OK, it only gives me 0=0 if i set equation 1 = to equation 4.

So what I'm gathering from you're posts LC, is that this can't be solved definitively. I'm gonna have something to the effect of b and c having opposite signs, as $-a^2-1 = bc$ and thus $bc$ must be negative. So c REALLY equals $-\frac{a^2+1}{b}$ and b REALLY equals $-\frac{a^2 +1}{c}$ so my general solution would thus be:
$\left | \begin{array}{cc} a & -\frac{a^2 +1}{c} \\ c & -a \\ \end{array} \right |$

Which satisfies the solution my prof had, but I though I was looking for something more specific. LOL fml

It's good to have some reassurance, but frustrating that I spent so much time looking for something that didn't exist because my prof was inconsistent with his own problem...

8. Jun 4, 2014

### LCKurtz

That's "your", the possessive, not a contraction for "you are". (Sorry, but that's a pet peeve of mine.)

Incorrect. It can be solved definitively. You just have to specify what values of the variables work.

Good.

Can $c=0$? (Why or why not?). I wouldn't say your solution satisfies your prof's solution. More the opposite, his is included in yours. But yours allows non-zeroes on the diagonal where he only has zeros, and the off diagonals don't have to be reciprocals. Also, as a matter of curiosity, does your solution include the example I gave?

9. Jun 4, 2014

### BiGyElLoWhAt

Well, no, c can't be 0, firstly that gives me a divide by zero, secondly it can't satisfy -a^2 - 1 = bc

and yes it does.

let a = 3 and c = -5:

$\left | \begin{array}{cc} 3 & (-\frac{9 + 1}{-5})=2 \\ -5 & -3 \\ \end{array} \right |$

10. Jun 4, 2014

### BiGyElLoWhAt

I see what you're (your XD) saying about his solution satisfying mine.

11. Jun 4, 2014

### LCKurtz

That's good.
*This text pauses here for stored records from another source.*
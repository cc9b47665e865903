//! 分数汇总 - 业务能力层
//!
//! 纯函数：类别结果 → 总分 + 展示用的得分明细。
//! 输出顺序由分析类型定义，与类别完成的先后无关。

use crate::models::{Category, CategoryResult, CategoryStatus, ScoreBreakdown};

/// 汇总结果
#[derive(Debug, Clone, PartialEq)]
pub struct AuditSummary {
    /// 成功类别按满分加权的平均分，折算到 100；没有成功类别时为 `None`
    pub overall_score: Option<f64>,
    pub breakdown: Vec<ScoreBreakdown>,
}

/// 汇总类别结果，缺失的类别记为 `timed_out`
pub fn aggregate(expected: &[Category], results: &[CategoryResult]) -> AuditSummary {
    aggregate_with(expected, results, CategoryStatus::TimedOut, "没有收到该类别的结果")
}

/// 汇总类别结果，缺失的类别按给定状态和原因补齐
pub fn aggregate_with(
    expected: &[Category],
    results: &[CategoryResult],
    missing_status: CategoryStatus,
    missing_detail: &str,
) -> AuditSummary {
    let ordered = order_results(expected, results.to_vec(), missing_status, missing_detail);
    AuditSummary {
        overall_score: overall_score(&ordered),
        breakdown: ordered.iter().map(ScoreBreakdown::from).collect(),
    }
}

/// `Σscore / ΣmaxScore × 100`，只统计成功类别，保留两位小数
pub fn overall_score(results: &[CategoryResult]) -> Option<f64> {
    let (score, max) = results
        .iter()
        .filter(|r| r.is_ok())
        .fold((0.0, 0.0), |(s, m), r| (s + r.score, m + r.max_score));
    if max <= 0.0 {
        return None;
    }
    Some((score / max * 10_000.0).round() / 100.0)
}

/// 按期望顺序排列结果
///
/// - 不在期望集合中的结果被丢弃
/// - 同一类别只保留第一个结果
/// - 缺失的类别用 `missing_status` 补齐
pub fn order_results(
    expected: &[Category],
    mut results: Vec<CategoryResult>,
    missing_status: CategoryStatus,
    missing_detail: &str,
) -> Vec<CategoryResult> {
    expected
        .iter()
        .map(|category| {
            match results.iter().position(|r| r.category == *category) {
                Some(idx) => results.remove(idx),
                None => match missing_status {
                    CategoryStatus::Failed => {
                        CategoryResult::failed(*category, None, missing_detail)
                    }
                    _ => CategoryResult::timed_out(*category, None, missing_detail),
                },
            }
        })
        .collect()
}

#[cfg(test)]
mod tests {
    use super::*;
    use crate::models::ScoreColor;

    fn ok(category: Category, score: f64, max: f64) -> CategoryResult {
        CategoryResult::scored(category, None, score, max, vec![])
    }

    #[test]
    fn test_overall_is_max_score_weighted() {
        let results = vec![
            ok(Category::Technical, 72.0, 100.0),
            ok(Category::Content, 9.0, 10.0),
            CategoryResult::failed(Category::Meta, None, "x"),
        ];
        // (72 + 9) / (100 + 10) * 100 = 73.636...
        assert_eq!(overall_score(&results), Some(73.64));
    }

    #[test]
    fn test_overall_is_none_without_successes() {
        let results = vec![
            CategoryResult::failed(Category::Meta, None, "x"),
            CategoryResult::timed_out(Category::Content, None, "y"),
        ];
        assert_eq!(overall_score(&results), None);
        assert_eq!(overall_score(&[]), None);
    }

    #[test]
    fn test_breakdown_follows_expected_order() {
        let expected = [Category::Technical, Category::Content, Category::Meta];
        // 完成顺序与期望顺序不同
        let results = vec![
            ok(Category::Meta, 50.0, 100.0),
            ok(Category::Technical, 85.0, 100.0),
            ok(Category::Content, 65.0, 100.0),
        ];
        let summary = aggregate(&expected, &results);
        let cats: Vec<_> = summary.breakdown.iter().map(|b| b.category).collect();
        assert_eq!(cats, expected);
        let colors: Vec<_> = summary.breakdown.iter().map(|b| b.color).collect();
        assert_eq!(colors, [ScoreColor::Green, ScoreColor::Amber, ScoreColor::Red]);
        assert_eq!(summary.overall_score, Some(66.67));
    }

    #[test]
    fn test_missing_and_unexpected_categories() {
        let expected = [Category::Technical, Category::Content];
        let results = vec![
            ok(Category::Technical, 90.0, 100.0),
            ok(Category::Local, 10.0, 100.0),
        ];
        let summary = aggregate(&expected, &results);
        assert_eq!(summary.breakdown.len(), 2);
        assert_eq!(summary.breakdown[1].category, Category::Content);
        assert_eq!(summary.breakdown[1].status, CategoryStatus::TimedOut);
        assert_eq!(summary.overall_score, Some(90.0));
    }

    #[test]
    fn test_missing_categories_take_given_status() {
        let expected = [Category::Local, Category::Meta];
        let summary = aggregate_with(&expected, &[], CategoryStatus::Failed, "HTTP 404");
        assert_eq!(summary.overall_score, None);
        for item in &summary.breakdown {
            assert_eq!(item.status, CategoryStatus::Failed);
            assert_eq!(item.detail.as_deref(), Some("HTTP 404"));
            assert_eq!(item.color, ScoreColor::Red);
        }
    }

    #[test]
    fn test_duplicate_results_keep_first() {
        let expected = [Category::Content];
        let results = vec![ok(Category::Content, 40.0, 100.0), ok(Category::Content, 95.0, 100.0)];
        let ordered = order_results(&expected, results, CategoryStatus::Failed, "缺失");
        assert_eq!(ordered.len(), 1);
        assert_eq!(ordered[0].score, 40.0);
    }

    #[test]
    fn test_missing_can_be_marked_failed() {
        let ordered = order_results(&[Category::Links], vec![], CategoryStatus::Failed, "任务异常退出");
        assert_eq!(ordered[0].status, CategoryStatus::Failed);
        assert_eq!(ordered[0].detail.as_deref(), Some("任务异常退出"));
    }
}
And I presume you see how to make zillions of other examples. That's the whole point of the exercise, to be able to describe all the matrices that work. Pick any $a$, pick any nonzero $c$ and presto, here's a matrix that works. And they all look like this.

12. Jun 4, 2014

### BiGyElLoWhAt

Thanks LCKurtz aka Guru of Matrices

13. Jun 4, 2014

### ehild

If the problem really was what you have written, your matrix is the complete solution if you add that a and c are arbitrary real numbers. It includes your Prof's solution (a=0) and also LCKurtz's one (with a=3 and c=-5).

ehild

ehild

14. Jun 5, 2014

### LCKurtz

Isn't that exactly what I said in post #11?